Ich möchte, dass Autor*innen verstehen, dass sie eine Industrie nutzen, in der eine Minderheit auf ein Cover geklatscht wird, um Geld zu machen. Man wird ausgenutzt und dann auch noch durch den Inhalt verletzt. Jemand macht Geld, weil es einen Markt für homosexuelle Literatur gibt, in der sich viele nicht wirklich um Homosexualität scheren. Sie geilen sich nur dran auf, dass da zwei Kerle auf dem Cover sind. Während reale Homosexuelle jeden Tag mit diesen Stereotypen konfrontiert werden und ihr Leben lang darunter leiden.

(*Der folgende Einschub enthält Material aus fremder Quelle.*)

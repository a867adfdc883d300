use super::*;
use std::path::Path;
use tempfile::TempDir;

const TWO_EXPERIMENTS: &str = r#"
defaults: &defaults
  src_reader: !PlainTextReader {}
  trg_reader: !PlainTextReader {}

first: !Experiment
  exp_global: !ExpGlobal
    default_layer_dim: 32
  model: !DefaultTranslator
    <<: *defaults
    encoder: !BiLSTMSeqTransducer {layers: 2}
  train: !SimpleTrainingRegimen
    src_file: '{EXP_DIR}/train.ja'
    trg_file: train.en
  evaluate:
    - !AccuracyEvalTask
      src_file: test.ja
      ref_file: test.en
      hyp_file: 'hyp/{EXP}.test'

second: !Experiment
  model: !DefaultTranslator
    <<: *defaults
  train: !SimpleTrainingRegimen
    src_file: a
    trg_file: b
"#;

fn parse(text: &str) -> Result<ExperimentFile, ConfigError> {
    parse_experiment_file(text, Path::new("/cfg/exps.yaml"))
}

#[test]
fn test_experiments_in_file_order_and_anchor_block_skipped() {
    let file = parse(TWO_EXPERIMENTS).unwrap();
    assert_eq!(file.names(), vec!["first", "second"]);
    assert_eq!(file.exp_dir, Path::new("/cfg"));
}

#[test]
fn test_default_paths_are_expanded() {
    let file = parse(TWO_EXPERIMENTS).unwrap();
    let second = file.get("second").unwrap();
    assert_eq!(second.model_file().as_deref(), Some("/cfg/models/second.mod"));
    assert_eq!(second.log_file().as_deref(), Some("/cfg/logs/second.log"));
}

#[test]
fn test_resolve_decodes_with_merge_and_placeholders() {
    let file = parse(TWO_EXPERIMENTS).unwrap();
    let resolved = file.get("first").unwrap().resolve().unwrap();
    let exp = resolved.experiment;
    assert_eq!(exp.train.simple().src_file, "/cfg/train.ja");
    let crate::manifest::EvalTask::AccuracyEvalTask(task) = &exp.evaluate[0] else {
        panic!("expected accuracy task");
    };
    assert_eq!(task.hyp_file, "hyp/first.test");
    // Shared defaults applied after decode.
    let t = exp.model.translator();
    assert_eq!(t.src_embedder.emb_dim(), Some(32));
    assert!(resolved.loaded.is_empty());
}

#[test]
fn test_select_keeps_file_order() {
    let file = parse(TWO_EXPERIMENTS).unwrap();
    let picked = file
        .select(&["second".to_string(), "first".to_string()])
        .unwrap();
    assert_eq!(picked[0].name, "first");
    assert_eq!(file.select(&[]).unwrap().len(), 2);
    assert!(matches!(
        file.select(&["third".to_string()]),
        Err(ConfigError::UnknownExperiment(_))
    ));
}

#[test]
fn test_missing_train_rejected() {
    let err = parse(
        "e: !Experiment\n  model: !DefaultTranslator\n    src_reader: !PlainTextReader {}\n    trg_reader: !PlainTextReader {}\n",
    )
    .unwrap_err();
    assert!(matches!(err, ConfigError::MissingParam { ref param, .. } if param == "train"));
}

#[test]
fn test_other_top_level_tag_rejected() {
    let err = parse("e: !DefaultTranslator {}\n").unwrap_err();
    assert!(matches!(err, ConfigError::UnexpectedTopLevelTag { .. }));
}

#[test]
fn test_no_experiments() {
    assert!(matches!(parse("a: 1\n"), Err(ConfigError::NoExperiments)));
    assert!(matches!(parse("[1, 2]"), Err(ConfigError::TopLevelNotMapping)));
}

#[test]
fn test_duplicate_experiment_names_rejected() {
    let text = "e: !Experiment {}\ne: !Experiment {}\n";
    assert!(matches!(parse(text), Err(ConfigError::Parse { .. })));
}

#[test]
fn test_unknown_tag_path_includes_experiment() {
    let text = r#"
exp: !Experiment
  model: !DefaultTranslator
    src_reader: !PlainTextReader {}
    trg_reader: !PlainTextReader {}
    encoder: !Transformer {}
  train: !SimpleTrainingRegimen {src_file: a, trg_file: b}
"#;
    let err = parse(text).unwrap_err();
    assert!(
        matches!(err, ConfigError::UnknownTag { ref path, .. } if path == "exp.model.encoder")
    );
}

#[test]
fn test_custom_placeholders() {
    let text = r#"
exp: !Experiment
  exp_global:
    placeholders:
      DATA: /corpus
  model: !DefaultTranslator
    src_reader: !PlainTextReader {}
    trg_reader: !PlainTextReader {}
  train: !SimpleTrainingRegimen
    src_file: '{DATA}/train.ja'
    trg_file: '{DATA}/train.en'
"#;
    let exp = parse(text).unwrap().experiments[0].resolve().unwrap().experiment;
    assert_eq!(exp.train.simple().trg_file, "/corpus/train.en");
}

#[test]
fn test_references_collected_but_not_followed() {
    let text = r#"
exp: !Experiment
  model: !DefaultTranslator
    src_reader: !PlainTextReader {}
    trg_reader: !PlainTextReader {}
    encoder: !LoadSerialized
      filename: '{EXP_DIR}/models/pre.mod'
      path: model.encoder
  train: !SimpleTrainingRegimen {src_file: a, trg_file: b}
"#;
    let file = parse(text).unwrap();
    let exp = &file.experiments[0];
    assert_eq!(exp.references.len(), 1);
    assert_eq!(exp.references[0].spec.filename, "/cfg/models/pre.mod");
    assert!(!exp.is_resolvable_now());
    assert!(matches!(
        exp.resolve(),
        Err(ConfigError::SavedModelNotFound { .. })
    ));
}

#[test]
fn test_load_serialized_resolves_after_save() {
    let dir = TempDir::new().unwrap();
    let config = dir.path().join("chain.yaml");
    std::fs::write(
        &config,
        r#"
pre: !Experiment
  model: !DefaultTranslator
    src_reader: !PlainTextReader {}
    trg_reader: !PlainTextReader {}
    encoder: !BiLSTMSeqTransducer {layers: 4}
  train: !SimpleTrainingRegimen {src_file: a, trg_file: b}

post: !Experiment
  model: !DefaultTranslator
    src_reader: !PlainTextReader {}
    trg_reader: !PlainTextReader {}
    encoder: !LoadSerialized
      filename: '{EXP_DIR}/models/pre.mod'
      path: model.encoder
      overwrite:
        - {path: dropout, val: 0.1}
  train: !SimpleTrainingRegimen {src_file: a, trg_file: b}
"#,
    )
    .unwrap();
    let file = load_experiment_file(&config).unwrap();

    let pre = file.get("pre").unwrap();
    let saved = pre.resolve().unwrap().experiment;
    let model_file = pre.model_file().unwrap();
    write_model_file(Path::new(&model_file), "pre", &saved, &[], &[]).unwrap();

    let post = file.get("post").unwrap();
    assert!(post.is_resolvable_now());
    let resolved = post.resolve().unwrap();
    assert_eq!(resolved.loaded.len(), 1);
    let crate::manifest::Transducer::BiLstm(enc) = &resolved.experiment.model.translator().encoder
    else {
        panic!("expected BiLSTM encoder");
    };
    assert_eq!(enc.layers, 4);
    assert_eq!(enc.dropout, Some(0.1));
}

#[test]
fn test_missing_config_file() {
    let err = load_experiment_file(Path::new("/nonexistent/exps.yaml")).unwrap_err();
    assert!(matches!(err, ConfigError::NotFound { .. }));
}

Die Zielgruppe spielt hier dementsprechend ebenfalls mit rein. Leute, die leichte Literatur zum Thema wollen, die gerne unrealistische Gayromance lesen, weil sie das anturnt, oder die über die Schokoladenkommentare der schwarzen Protagonistin lachen wollen. Für diese Leute ist dieser Beitrag ebenso, wie für die Autor*innen. Ihr dürft lesen, was ihr wollt. Aber hinterfragt doch bitte mal, was ihr damit fördert. Und wem ihr damit, für eure Freude, wehtut.

Fazit

Am Ende des Tages (bzw. des Artikels) kann man niemandem den Mund verbieten. Man kann jedoch eine Bitte aussprechen. Dafür, dass jeder/jede Autor*in einen Moment innehält und sich frage, wie er/sie/nb sich fühlen würde, wenn man über sie so schreiben würde. Wenn er/sie/nb etwas kritisieren würde, was einfach nicht stimmt und dafür angegriffen werden würde.

Generell ist es wichtig, dass Minderheiten in Büchern Platz finden und ihre Geschichten auch von nicht-betroffenen Menschen erzählt werden. Own-Voice ist wichtig, davon gibt es aber nicht genug, um richtige Repräsentation der Gruppierungen zu gewährleisten.

Schreibt also über Menschen, die einer Minderheit angehören. Aber schreibt informiert, für ein diverses Publikum und aus einer Sicht, die weder exotisierend noch fetischisierend ist.

Links zum Thema

Rezension auf Stürmische Seiten zu Laura Kneidls „Someone New“ 

Autor: Michelle Janßen

Michelle Janßen ist eine süddeutsche Bloggerin, Journalistin und Autorin. Sie studiert deutsche Literaturwissenschaft und Geschichte. Auf Büchnerwald bloggt sie medienkritisch über Politik, Geschichte und (online) Medien.

3 Kommentare zu „Als Autor*in darf ich alles – Stimmt das?“

  1. Hmmm. Das ist ein Thema, an dem ich mich auch gern und viel reibe, inklusive der Tatsache, dass ich ungern „Gay Fantasy“ auf mein Zeugs pappe, wenn nur ein Kerl drin vorkommt, der sich sich tatsächlich als schwul bezeichnen würde, wenn er denn das Wort kennen würde.
    Insgesamt weiteres Nachdenkfutter über die Verantwortung von Schreibenden. Einerseits, ja, wir sollten Diversität repräsentieren, denn wenn wir es nicht tun, dann vermitteln wir den Eindruck, dass die Geschichten von geanderten Personen nicht erzählenswert sind.
    Gleichzeitig geht vielen Schreibenden das Gefühl des Geandert-Seins ab. Oder sie sind nicht in der Lage, derlei Mechanismen, denen sie sebst vielleicht ausgesetzt sind, auf andere Gruppen zu übertragen. Dabei ist es durchaus möglich, von eigenen Verletzungen auf fremde zu schließen, und sich zu fragen, ob das Klischee, das eins da (re)produziert hat, in diesem oder jenem Kontext immer noch so süß/sexy/unterhaltsam wäre.
    Andererseits gibt es zuhauf Frauen, die Stereotype über Frauen reproduzieren, und sich für aufgeklärt halten. Meineine eingeschlossen. Was ich mal gemacht habe, rollt mir heute teilweise die Fußnägel auf, mit Sachen von heute geht’s mir hoffentlich in zehn Jahren ähnlich. Es bleibt die Aufforderung, kritisch zu denken und zahlreichen Stimmen zu lauschen, nicht nur der eigenen Blase.